Exercise description
With the line containing "fn location(&self) ->" as the first line and the last line of the records as the final one, reproduce that range exactly.
[Start of section]
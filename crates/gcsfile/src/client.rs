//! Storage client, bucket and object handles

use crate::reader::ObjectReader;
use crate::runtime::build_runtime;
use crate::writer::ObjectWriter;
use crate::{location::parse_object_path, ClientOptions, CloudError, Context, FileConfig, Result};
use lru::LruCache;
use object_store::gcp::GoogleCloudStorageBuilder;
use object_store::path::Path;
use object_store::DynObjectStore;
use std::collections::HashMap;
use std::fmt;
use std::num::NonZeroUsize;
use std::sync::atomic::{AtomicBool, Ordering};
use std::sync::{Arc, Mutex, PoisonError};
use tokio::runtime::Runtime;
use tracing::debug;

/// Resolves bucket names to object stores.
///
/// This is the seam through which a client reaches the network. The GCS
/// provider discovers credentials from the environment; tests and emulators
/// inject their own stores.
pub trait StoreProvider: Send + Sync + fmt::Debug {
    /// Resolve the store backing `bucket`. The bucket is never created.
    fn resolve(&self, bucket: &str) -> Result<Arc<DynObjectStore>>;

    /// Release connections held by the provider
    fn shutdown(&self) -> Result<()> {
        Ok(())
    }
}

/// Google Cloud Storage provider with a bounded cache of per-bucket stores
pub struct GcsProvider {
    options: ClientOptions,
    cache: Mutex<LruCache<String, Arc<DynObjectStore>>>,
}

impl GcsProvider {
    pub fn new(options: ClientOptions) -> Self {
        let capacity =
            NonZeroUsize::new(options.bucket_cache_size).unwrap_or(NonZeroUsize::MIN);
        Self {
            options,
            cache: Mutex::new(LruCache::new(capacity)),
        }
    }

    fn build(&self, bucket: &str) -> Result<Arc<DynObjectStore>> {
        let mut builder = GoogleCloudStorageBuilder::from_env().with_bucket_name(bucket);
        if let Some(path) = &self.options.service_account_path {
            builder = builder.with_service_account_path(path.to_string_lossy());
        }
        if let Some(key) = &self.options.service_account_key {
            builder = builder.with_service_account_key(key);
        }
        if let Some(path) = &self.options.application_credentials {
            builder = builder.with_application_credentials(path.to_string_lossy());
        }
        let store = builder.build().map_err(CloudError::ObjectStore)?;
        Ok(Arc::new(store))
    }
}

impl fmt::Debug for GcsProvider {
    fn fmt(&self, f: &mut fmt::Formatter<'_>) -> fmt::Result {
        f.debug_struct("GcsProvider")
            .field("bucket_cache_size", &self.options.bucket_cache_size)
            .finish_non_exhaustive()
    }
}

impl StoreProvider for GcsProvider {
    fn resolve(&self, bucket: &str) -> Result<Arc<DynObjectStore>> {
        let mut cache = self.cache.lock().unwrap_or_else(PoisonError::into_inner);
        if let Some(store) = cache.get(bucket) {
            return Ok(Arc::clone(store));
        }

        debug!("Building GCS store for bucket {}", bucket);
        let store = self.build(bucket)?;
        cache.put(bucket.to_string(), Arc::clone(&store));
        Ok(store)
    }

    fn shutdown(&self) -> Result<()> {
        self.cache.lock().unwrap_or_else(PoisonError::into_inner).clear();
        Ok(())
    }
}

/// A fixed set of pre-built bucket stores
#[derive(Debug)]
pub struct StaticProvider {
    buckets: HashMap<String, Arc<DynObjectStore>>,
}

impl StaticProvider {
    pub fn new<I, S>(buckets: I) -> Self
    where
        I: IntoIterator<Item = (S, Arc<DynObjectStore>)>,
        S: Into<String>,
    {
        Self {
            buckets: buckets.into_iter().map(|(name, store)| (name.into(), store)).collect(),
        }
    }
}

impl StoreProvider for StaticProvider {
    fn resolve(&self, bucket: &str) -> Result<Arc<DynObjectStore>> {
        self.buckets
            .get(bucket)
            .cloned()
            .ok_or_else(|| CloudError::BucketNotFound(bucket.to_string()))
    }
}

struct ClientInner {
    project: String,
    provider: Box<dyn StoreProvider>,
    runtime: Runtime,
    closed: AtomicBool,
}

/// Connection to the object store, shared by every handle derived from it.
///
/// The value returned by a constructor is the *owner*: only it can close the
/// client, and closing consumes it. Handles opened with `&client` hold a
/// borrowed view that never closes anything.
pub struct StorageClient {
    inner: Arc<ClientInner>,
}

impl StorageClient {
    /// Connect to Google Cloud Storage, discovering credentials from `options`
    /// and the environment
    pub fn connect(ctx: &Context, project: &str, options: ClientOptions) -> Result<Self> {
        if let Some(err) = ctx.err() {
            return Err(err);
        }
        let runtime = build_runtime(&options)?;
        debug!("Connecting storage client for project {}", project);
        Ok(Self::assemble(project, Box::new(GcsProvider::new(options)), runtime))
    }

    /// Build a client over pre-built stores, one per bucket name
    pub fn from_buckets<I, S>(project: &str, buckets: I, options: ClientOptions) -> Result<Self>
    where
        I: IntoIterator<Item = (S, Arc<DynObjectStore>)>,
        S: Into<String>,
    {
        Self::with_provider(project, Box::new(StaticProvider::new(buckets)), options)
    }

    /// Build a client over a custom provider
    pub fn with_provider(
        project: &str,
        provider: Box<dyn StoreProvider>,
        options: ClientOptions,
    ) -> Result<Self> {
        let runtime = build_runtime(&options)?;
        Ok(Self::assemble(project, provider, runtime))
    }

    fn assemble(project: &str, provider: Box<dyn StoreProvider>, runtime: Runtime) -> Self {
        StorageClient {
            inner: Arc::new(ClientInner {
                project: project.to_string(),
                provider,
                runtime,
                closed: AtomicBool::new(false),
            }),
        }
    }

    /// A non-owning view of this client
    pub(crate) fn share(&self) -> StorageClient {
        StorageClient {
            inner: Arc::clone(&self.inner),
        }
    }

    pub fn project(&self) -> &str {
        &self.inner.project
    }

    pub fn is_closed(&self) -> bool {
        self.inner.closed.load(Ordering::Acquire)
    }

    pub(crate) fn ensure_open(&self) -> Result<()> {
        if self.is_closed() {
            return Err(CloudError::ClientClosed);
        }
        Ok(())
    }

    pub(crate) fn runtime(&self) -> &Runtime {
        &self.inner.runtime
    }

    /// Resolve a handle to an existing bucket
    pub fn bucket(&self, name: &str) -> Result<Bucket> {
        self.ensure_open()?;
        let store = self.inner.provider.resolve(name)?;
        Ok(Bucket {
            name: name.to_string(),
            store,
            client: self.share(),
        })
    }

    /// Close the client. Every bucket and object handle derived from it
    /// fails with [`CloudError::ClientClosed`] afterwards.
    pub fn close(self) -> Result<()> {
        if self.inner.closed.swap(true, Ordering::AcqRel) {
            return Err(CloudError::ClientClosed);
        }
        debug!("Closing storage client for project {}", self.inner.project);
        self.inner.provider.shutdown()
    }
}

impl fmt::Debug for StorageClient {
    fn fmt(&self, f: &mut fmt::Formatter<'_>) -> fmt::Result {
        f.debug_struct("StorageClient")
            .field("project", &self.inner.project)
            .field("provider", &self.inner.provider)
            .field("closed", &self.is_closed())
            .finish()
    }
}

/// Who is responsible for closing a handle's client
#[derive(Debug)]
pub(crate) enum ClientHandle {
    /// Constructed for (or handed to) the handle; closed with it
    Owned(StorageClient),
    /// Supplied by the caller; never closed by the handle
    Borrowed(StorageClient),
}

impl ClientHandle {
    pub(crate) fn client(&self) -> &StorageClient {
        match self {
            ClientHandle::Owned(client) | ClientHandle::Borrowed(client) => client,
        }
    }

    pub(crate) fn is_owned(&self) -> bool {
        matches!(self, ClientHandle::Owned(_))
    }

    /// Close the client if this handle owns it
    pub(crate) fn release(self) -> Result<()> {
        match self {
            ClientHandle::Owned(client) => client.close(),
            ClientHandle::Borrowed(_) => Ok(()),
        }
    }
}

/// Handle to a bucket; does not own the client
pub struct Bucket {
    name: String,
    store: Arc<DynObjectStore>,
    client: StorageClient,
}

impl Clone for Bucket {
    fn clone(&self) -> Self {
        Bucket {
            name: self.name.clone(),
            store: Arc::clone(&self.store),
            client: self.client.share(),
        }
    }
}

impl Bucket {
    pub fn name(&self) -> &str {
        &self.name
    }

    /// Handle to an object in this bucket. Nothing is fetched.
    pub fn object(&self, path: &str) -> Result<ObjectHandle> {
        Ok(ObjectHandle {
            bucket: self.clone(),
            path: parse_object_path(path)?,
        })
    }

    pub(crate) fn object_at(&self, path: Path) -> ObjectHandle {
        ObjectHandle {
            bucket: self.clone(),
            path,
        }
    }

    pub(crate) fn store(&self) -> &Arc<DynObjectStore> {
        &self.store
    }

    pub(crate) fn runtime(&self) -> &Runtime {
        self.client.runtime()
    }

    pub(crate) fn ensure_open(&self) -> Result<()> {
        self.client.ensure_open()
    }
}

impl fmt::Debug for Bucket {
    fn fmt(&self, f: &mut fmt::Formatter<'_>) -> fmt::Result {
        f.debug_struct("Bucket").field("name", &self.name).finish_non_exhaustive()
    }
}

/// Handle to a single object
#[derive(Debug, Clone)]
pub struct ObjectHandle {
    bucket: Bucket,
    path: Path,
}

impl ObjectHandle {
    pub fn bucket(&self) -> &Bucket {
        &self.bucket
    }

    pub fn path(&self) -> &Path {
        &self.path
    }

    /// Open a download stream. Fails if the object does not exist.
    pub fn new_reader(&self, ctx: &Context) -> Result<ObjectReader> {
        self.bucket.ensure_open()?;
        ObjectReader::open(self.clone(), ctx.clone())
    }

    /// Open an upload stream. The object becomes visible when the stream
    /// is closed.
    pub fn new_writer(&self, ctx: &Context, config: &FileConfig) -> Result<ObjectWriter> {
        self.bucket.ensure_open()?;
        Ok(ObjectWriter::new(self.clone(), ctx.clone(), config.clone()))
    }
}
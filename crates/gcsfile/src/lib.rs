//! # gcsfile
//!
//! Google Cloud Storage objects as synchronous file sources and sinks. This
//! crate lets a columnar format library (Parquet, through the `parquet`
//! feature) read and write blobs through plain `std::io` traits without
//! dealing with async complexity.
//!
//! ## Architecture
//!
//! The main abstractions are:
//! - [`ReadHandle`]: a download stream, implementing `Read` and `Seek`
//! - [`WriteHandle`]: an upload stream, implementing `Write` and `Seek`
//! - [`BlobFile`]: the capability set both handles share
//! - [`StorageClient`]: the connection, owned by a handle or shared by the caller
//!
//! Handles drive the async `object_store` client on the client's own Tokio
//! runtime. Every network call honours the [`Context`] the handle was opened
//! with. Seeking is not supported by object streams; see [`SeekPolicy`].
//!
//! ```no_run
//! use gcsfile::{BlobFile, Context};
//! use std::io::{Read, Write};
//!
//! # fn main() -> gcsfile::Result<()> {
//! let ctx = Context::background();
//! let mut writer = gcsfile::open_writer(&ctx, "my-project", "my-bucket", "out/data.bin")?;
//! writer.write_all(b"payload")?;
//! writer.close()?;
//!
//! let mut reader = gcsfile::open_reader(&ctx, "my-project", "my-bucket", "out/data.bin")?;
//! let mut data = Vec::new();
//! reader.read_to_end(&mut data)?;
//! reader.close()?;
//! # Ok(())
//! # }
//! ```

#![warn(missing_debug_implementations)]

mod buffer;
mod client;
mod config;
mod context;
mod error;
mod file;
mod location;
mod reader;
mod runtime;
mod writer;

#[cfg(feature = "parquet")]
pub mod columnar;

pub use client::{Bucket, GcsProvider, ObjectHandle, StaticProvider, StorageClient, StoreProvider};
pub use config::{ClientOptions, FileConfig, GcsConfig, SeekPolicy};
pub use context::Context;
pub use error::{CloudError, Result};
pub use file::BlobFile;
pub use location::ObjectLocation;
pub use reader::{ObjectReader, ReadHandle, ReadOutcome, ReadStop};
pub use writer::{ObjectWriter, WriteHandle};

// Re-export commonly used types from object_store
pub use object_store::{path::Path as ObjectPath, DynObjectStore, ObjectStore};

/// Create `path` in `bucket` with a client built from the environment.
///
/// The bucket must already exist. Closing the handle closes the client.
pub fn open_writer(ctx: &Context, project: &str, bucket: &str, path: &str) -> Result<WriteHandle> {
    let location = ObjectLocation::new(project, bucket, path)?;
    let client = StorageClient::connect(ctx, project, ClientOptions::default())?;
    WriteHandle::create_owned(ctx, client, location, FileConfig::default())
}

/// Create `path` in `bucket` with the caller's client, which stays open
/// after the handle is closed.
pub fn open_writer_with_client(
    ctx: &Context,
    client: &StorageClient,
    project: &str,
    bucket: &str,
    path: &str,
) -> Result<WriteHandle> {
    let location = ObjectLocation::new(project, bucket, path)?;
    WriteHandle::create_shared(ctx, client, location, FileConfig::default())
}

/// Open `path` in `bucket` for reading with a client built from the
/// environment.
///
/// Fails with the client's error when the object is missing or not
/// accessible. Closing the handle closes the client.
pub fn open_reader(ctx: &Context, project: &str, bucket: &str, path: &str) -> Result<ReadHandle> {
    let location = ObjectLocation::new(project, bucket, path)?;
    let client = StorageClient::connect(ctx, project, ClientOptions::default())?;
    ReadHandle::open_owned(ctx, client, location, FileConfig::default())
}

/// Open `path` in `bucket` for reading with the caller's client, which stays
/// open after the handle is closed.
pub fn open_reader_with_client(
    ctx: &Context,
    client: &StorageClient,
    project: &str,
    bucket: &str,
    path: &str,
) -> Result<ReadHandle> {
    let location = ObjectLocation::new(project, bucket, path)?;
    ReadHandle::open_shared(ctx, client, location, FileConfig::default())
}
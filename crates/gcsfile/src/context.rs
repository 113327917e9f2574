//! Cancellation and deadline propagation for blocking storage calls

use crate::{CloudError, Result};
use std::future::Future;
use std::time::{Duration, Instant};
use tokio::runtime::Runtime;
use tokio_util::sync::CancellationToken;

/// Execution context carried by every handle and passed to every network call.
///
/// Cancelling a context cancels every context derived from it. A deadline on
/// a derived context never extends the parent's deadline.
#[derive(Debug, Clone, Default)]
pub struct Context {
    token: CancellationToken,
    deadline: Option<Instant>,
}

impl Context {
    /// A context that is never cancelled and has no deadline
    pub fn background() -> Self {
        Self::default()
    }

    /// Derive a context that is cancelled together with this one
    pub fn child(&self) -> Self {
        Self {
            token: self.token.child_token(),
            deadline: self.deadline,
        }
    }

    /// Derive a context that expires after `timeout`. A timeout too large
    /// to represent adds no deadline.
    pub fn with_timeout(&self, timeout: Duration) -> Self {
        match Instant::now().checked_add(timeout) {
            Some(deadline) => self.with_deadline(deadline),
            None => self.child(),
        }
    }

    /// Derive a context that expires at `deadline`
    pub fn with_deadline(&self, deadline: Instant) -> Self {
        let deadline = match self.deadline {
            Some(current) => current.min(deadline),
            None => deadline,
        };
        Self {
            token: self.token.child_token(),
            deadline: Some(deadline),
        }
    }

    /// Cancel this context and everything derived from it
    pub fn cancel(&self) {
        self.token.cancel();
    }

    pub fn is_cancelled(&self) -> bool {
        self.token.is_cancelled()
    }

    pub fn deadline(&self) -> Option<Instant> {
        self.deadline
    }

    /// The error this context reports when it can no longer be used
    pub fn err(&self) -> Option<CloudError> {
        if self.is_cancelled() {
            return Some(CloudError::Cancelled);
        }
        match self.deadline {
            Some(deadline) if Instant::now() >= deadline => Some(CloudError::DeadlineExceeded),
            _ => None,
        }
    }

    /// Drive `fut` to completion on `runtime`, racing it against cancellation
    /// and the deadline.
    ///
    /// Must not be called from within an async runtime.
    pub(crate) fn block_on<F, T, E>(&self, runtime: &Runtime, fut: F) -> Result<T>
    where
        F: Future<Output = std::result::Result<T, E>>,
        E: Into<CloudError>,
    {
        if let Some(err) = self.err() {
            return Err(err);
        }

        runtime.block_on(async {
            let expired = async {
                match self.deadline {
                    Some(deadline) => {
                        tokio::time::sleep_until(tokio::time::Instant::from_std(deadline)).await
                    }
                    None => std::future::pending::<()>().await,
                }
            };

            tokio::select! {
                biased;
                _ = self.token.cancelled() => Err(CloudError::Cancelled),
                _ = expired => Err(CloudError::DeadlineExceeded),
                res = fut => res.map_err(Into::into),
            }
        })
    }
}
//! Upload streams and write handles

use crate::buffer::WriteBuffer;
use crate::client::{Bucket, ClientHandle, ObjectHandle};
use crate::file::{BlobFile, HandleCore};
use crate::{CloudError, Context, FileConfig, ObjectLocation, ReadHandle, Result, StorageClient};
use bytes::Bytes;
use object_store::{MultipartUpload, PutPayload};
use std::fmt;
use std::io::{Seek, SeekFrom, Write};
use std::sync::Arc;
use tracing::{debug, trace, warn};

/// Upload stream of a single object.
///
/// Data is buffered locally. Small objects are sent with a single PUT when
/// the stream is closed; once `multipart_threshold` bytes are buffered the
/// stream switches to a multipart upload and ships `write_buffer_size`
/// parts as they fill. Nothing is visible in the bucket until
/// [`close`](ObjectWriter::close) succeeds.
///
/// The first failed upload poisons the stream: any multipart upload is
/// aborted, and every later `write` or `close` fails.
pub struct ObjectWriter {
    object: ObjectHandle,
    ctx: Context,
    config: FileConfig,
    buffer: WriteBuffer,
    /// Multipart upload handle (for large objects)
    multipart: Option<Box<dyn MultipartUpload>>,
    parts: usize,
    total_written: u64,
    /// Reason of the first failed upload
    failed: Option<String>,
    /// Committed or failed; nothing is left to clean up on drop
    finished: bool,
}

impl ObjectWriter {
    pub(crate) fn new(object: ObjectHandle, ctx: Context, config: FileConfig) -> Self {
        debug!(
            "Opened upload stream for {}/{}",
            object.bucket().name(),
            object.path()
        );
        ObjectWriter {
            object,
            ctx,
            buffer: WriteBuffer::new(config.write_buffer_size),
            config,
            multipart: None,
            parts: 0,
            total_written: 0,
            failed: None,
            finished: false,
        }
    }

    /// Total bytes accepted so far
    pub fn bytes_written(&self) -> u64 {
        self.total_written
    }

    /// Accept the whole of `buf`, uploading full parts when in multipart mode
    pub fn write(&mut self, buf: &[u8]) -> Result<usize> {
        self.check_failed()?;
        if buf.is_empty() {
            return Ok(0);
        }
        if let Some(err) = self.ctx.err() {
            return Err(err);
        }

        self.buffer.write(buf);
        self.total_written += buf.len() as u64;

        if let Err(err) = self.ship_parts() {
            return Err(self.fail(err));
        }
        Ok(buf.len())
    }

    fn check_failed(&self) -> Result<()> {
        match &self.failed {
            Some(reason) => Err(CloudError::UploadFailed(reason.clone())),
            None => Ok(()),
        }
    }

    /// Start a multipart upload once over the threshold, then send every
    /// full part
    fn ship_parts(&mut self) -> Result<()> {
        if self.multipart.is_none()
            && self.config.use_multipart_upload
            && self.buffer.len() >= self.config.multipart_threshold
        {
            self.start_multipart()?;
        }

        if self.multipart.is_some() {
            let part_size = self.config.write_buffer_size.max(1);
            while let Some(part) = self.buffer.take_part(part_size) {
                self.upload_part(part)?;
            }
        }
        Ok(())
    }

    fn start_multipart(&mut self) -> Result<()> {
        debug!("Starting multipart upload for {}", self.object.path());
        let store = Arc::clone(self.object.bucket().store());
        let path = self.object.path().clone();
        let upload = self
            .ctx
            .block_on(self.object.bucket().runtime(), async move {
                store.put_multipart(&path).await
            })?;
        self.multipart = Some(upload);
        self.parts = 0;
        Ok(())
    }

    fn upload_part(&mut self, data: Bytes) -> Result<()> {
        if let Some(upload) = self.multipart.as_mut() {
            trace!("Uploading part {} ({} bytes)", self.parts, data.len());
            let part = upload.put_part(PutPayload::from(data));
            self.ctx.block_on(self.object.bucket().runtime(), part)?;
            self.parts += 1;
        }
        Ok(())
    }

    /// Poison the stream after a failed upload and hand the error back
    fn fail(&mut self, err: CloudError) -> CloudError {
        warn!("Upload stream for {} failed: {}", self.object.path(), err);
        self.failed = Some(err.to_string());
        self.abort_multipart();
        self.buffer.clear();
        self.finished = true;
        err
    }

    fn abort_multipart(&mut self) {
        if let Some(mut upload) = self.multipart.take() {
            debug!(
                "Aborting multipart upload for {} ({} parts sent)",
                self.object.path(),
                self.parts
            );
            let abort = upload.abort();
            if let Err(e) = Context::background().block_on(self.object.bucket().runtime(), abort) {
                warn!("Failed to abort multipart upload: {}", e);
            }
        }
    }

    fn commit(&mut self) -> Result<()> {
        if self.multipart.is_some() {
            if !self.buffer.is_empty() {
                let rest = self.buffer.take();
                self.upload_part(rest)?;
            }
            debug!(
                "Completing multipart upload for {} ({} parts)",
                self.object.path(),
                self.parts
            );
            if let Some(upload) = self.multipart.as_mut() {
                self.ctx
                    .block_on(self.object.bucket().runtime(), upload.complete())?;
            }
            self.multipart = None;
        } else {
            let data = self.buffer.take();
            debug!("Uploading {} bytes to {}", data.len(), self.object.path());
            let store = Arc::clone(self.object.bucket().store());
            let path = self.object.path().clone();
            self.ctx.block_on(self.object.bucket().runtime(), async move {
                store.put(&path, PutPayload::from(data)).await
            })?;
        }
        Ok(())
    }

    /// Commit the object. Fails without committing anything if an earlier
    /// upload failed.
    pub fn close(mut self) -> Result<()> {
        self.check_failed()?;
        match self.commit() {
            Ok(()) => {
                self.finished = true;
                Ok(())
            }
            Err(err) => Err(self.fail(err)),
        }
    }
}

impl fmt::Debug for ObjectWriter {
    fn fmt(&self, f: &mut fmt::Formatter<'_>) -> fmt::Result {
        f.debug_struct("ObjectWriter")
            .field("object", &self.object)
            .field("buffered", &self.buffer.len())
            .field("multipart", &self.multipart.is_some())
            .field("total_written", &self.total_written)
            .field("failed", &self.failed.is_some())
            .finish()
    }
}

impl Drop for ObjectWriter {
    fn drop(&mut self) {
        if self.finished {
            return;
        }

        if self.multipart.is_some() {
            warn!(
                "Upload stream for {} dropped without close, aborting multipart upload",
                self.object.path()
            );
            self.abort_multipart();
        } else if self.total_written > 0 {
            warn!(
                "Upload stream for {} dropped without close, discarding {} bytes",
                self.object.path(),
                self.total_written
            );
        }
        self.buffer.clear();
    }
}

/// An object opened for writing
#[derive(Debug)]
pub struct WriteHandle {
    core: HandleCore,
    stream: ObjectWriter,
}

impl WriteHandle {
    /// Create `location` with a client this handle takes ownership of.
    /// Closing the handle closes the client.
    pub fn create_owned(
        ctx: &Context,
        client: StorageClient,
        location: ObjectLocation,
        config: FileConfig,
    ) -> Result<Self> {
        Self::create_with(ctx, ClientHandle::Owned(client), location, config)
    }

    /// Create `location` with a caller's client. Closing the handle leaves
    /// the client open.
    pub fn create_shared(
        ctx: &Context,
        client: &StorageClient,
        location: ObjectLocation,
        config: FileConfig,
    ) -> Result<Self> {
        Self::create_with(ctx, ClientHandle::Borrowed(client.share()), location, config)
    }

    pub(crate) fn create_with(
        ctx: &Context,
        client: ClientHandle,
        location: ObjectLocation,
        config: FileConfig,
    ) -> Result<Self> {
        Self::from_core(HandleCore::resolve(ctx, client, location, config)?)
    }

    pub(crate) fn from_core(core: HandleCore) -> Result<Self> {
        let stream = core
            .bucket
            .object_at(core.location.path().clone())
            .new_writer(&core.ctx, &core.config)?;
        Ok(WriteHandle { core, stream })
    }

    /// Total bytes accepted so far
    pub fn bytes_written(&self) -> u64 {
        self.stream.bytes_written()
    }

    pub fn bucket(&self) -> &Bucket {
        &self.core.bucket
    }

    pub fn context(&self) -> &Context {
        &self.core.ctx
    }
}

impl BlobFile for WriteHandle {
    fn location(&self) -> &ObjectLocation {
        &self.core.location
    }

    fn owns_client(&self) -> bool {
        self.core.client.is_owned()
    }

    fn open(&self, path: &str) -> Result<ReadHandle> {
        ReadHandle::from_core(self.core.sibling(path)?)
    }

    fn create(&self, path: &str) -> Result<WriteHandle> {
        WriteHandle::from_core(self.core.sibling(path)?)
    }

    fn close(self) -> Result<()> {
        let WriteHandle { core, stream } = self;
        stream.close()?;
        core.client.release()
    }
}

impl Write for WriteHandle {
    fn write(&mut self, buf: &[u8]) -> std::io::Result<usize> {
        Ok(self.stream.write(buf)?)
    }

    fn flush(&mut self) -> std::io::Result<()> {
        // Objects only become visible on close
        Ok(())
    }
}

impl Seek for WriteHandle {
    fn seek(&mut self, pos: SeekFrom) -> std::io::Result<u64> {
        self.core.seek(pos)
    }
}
[End of section]
Answer space
    fn location(&self) -> &ObjectLocation {
        &self.core.location
    }

    fn owns_client(&self) -> bool {
        self.core.client.is_owned()
    }

    fn open(&self, path: &str) -> Result<ReadHandle> {
        ReadHandle::from_core(self.core.sibling(path)?)
    }

    fn create(&self, path: &str) -> Result<WriteHandle> {
        WriteHandle::from_core(self.core.sibling(path)?)
    }

    fn close(self) -> Result<()> {
        let WriteHandle { core, stream } = self;
        stream.close()?;
        core.client.release()
    }
}

impl Write for WriteHandle {
    fn write(&mut self, buf: &[u8]) -> std::io::Result<usize> {
        Ok(self.stream.write(buf)?)
    }

    fn flush(&mut self) -> std::io::Result<()> {
        // Objects only become visible on close
        Ok(())
    }
}

impl Seek for WriteHandle {
    fn seek(&mut self, pos: SeekFrom) -> std::io::Result<u64> {
        self.core.seek(pos)
    }
}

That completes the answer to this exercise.